◆ Your task:
For the entries below, the result should be an exact transcription of the lines from the one with "pub fn subscribe(&self)" up to and including the one with "let _ = self.tx.send(event);", and only those.

◆ Input records:
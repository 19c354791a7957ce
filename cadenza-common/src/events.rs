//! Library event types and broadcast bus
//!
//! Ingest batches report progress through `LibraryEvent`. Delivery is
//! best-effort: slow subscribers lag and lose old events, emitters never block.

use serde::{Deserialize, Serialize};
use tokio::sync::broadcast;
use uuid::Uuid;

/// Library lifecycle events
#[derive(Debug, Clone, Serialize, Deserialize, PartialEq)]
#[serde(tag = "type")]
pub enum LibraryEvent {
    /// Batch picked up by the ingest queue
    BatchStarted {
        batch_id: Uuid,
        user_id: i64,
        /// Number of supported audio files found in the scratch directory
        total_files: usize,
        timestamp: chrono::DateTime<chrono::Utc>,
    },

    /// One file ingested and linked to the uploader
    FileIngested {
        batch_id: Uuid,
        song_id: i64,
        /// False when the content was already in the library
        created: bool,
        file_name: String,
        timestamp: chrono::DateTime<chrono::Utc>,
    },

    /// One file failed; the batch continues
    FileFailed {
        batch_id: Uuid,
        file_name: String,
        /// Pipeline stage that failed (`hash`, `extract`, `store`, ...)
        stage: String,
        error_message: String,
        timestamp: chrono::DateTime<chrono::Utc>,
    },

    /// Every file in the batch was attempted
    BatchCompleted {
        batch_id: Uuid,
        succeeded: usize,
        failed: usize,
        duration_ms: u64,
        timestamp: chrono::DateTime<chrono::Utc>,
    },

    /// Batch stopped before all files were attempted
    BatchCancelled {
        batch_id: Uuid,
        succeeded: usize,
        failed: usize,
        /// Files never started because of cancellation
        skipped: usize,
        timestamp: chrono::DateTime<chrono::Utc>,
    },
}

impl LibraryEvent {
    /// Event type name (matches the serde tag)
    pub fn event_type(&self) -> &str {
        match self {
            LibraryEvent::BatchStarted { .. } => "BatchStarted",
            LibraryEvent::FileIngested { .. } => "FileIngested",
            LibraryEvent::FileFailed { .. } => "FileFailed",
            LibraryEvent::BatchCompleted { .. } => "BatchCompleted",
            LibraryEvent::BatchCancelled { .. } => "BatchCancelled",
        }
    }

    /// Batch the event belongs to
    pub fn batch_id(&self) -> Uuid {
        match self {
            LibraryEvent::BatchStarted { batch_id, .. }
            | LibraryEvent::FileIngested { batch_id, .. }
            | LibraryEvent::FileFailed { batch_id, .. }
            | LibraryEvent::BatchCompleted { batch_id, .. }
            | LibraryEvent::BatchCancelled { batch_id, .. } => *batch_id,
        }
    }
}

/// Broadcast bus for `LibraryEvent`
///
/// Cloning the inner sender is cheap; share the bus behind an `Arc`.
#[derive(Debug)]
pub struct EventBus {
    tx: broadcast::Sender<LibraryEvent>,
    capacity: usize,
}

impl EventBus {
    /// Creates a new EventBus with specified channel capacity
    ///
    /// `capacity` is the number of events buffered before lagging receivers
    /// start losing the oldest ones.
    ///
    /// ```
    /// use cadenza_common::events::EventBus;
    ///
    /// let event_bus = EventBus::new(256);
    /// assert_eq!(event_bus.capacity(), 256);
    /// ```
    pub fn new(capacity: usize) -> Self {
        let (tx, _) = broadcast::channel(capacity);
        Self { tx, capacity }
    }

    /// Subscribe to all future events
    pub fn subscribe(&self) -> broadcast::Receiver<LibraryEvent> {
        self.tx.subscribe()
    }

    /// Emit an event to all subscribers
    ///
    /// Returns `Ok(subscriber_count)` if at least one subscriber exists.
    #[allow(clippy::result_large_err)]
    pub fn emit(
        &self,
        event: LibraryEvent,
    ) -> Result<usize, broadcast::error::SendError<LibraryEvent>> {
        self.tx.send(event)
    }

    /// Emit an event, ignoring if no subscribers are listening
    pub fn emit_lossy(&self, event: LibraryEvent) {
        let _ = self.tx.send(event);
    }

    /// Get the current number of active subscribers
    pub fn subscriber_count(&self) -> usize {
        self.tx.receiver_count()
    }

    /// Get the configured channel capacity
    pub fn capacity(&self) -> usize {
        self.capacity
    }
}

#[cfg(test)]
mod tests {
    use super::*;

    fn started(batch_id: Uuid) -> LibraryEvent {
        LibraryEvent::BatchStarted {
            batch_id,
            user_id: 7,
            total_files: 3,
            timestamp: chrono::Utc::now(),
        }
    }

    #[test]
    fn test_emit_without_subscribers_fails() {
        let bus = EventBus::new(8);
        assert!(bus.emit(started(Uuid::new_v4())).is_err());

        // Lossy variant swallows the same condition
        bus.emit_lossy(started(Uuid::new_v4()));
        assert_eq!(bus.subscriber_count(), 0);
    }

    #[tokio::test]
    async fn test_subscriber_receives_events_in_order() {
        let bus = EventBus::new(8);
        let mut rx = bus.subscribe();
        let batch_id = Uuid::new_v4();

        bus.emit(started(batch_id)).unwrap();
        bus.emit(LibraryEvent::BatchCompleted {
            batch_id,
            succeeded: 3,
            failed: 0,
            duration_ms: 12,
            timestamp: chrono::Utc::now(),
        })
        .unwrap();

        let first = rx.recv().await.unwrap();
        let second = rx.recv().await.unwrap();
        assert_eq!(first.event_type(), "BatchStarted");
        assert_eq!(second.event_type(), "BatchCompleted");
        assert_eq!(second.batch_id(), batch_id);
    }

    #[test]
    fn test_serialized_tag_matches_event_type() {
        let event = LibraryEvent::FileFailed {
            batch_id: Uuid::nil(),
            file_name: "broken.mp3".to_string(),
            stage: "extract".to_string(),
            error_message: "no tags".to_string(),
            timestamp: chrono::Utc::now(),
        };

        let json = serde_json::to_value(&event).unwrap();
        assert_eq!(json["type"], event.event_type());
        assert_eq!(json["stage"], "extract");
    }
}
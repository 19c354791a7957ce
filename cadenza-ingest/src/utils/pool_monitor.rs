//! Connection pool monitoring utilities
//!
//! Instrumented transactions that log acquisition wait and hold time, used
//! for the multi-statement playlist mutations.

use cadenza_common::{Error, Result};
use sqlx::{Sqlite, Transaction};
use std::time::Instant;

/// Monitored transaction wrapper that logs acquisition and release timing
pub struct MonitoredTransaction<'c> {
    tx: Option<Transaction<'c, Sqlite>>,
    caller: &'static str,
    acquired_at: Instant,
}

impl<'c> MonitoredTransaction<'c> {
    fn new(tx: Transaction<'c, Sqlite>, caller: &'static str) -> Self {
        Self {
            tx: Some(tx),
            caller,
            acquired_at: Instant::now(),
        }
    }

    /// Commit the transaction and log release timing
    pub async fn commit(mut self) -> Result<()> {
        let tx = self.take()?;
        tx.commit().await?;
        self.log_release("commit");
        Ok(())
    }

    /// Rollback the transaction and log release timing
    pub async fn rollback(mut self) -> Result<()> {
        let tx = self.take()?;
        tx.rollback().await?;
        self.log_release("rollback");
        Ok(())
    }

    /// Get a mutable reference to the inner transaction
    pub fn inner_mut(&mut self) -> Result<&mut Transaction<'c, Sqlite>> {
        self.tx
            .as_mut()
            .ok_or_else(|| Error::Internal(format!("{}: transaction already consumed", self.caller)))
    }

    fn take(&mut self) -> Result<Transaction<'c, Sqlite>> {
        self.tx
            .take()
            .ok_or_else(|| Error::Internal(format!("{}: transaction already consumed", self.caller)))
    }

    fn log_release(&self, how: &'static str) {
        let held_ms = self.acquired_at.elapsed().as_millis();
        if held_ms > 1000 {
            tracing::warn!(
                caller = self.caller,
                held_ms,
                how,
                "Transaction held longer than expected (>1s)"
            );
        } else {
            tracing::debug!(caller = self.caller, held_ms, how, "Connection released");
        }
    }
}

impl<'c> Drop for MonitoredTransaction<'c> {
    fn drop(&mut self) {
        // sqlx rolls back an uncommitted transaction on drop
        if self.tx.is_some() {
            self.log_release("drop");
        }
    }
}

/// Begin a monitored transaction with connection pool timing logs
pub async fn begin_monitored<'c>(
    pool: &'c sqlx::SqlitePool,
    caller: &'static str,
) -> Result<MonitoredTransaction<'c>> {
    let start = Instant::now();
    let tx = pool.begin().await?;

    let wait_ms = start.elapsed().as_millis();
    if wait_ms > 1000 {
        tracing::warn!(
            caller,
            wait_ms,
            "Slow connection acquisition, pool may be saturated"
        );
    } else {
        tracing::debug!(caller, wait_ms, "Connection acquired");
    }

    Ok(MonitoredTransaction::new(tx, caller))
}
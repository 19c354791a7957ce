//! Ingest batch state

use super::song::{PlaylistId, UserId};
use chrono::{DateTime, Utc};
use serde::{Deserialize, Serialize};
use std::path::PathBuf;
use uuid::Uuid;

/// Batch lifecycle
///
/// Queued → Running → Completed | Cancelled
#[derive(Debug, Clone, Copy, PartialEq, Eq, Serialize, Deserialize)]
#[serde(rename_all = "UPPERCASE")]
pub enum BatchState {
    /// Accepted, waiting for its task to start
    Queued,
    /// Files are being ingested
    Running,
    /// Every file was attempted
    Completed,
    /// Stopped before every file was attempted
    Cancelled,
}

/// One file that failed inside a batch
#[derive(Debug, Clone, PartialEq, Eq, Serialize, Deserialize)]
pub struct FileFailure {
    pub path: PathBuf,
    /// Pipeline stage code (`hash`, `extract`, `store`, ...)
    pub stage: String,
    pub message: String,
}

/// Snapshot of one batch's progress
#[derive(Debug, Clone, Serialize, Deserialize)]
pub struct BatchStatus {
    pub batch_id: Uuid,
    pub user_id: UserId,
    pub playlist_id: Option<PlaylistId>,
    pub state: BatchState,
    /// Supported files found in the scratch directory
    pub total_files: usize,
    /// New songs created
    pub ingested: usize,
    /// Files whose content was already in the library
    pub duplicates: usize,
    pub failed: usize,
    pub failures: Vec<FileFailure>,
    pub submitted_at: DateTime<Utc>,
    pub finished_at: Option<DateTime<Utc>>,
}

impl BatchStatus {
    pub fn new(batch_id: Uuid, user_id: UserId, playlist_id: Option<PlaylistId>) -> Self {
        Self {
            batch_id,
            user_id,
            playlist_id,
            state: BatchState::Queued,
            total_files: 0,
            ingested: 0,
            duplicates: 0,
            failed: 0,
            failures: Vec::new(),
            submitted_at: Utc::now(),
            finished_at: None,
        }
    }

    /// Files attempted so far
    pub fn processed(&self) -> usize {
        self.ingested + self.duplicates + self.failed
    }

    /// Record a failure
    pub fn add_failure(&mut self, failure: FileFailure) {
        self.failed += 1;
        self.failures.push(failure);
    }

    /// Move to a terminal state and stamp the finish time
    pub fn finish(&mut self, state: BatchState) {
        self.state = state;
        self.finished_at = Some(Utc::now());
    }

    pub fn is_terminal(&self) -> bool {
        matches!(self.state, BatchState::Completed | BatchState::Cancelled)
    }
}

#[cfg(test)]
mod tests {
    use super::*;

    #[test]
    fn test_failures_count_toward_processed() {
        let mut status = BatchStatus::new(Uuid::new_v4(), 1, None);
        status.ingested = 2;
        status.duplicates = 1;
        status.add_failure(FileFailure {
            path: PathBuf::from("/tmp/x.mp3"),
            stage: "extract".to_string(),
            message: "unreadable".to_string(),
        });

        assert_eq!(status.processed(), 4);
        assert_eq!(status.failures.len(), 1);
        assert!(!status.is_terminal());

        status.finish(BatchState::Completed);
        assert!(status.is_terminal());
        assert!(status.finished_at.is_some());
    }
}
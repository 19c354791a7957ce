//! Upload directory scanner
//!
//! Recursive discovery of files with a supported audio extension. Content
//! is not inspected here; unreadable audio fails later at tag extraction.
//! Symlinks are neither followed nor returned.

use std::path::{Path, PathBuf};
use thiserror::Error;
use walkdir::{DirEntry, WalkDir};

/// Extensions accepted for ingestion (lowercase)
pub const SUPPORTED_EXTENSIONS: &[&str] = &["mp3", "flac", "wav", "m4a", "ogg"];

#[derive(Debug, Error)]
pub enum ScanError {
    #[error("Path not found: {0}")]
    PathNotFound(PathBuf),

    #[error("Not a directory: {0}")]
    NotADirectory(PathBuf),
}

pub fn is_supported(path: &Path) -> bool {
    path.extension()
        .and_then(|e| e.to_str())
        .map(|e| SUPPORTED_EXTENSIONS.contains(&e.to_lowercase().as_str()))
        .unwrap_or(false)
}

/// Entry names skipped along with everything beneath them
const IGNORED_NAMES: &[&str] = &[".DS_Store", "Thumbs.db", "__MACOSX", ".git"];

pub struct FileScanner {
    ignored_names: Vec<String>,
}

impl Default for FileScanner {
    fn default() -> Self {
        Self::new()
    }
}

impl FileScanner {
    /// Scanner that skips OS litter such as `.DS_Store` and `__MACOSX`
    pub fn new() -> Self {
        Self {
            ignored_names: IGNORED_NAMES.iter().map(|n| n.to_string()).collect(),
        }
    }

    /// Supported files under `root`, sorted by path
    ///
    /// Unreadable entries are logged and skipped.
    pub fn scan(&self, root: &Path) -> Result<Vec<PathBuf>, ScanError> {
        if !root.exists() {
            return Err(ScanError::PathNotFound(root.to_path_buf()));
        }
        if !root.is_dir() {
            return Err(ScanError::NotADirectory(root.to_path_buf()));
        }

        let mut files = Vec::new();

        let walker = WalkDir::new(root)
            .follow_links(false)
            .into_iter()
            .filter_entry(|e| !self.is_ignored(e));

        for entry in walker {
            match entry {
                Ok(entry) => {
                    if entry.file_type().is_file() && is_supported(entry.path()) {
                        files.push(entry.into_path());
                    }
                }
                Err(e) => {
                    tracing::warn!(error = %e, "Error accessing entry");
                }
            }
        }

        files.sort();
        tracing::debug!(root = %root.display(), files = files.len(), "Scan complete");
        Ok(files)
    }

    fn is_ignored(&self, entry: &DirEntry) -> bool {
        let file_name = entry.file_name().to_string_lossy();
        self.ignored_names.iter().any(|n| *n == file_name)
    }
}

◆ Task solution:
    pub fn subscribe(&self) -> broadcast::Receiver<LibraryEvent> {
        self.tx.subscribe()
    }

    /// Emit an event to all subscribers
    ///
    /// Returns `Ok(subscriber_count)` if at least one subscriber exists.
    #[allow(clippy::result_large_err)]
    pub fn emit(
        &self,
        event: LibraryEvent,
    ) -> Result<usize, broadcast::error::SendError<LibraryEvent>> {
        self.tx.send(event)
    }

    /// Emit an event, ignoring if no subscribers are listening
    pub fn emit_lossy(&self, event: LibraryEvent) {
        let _ = self.tx.send(event);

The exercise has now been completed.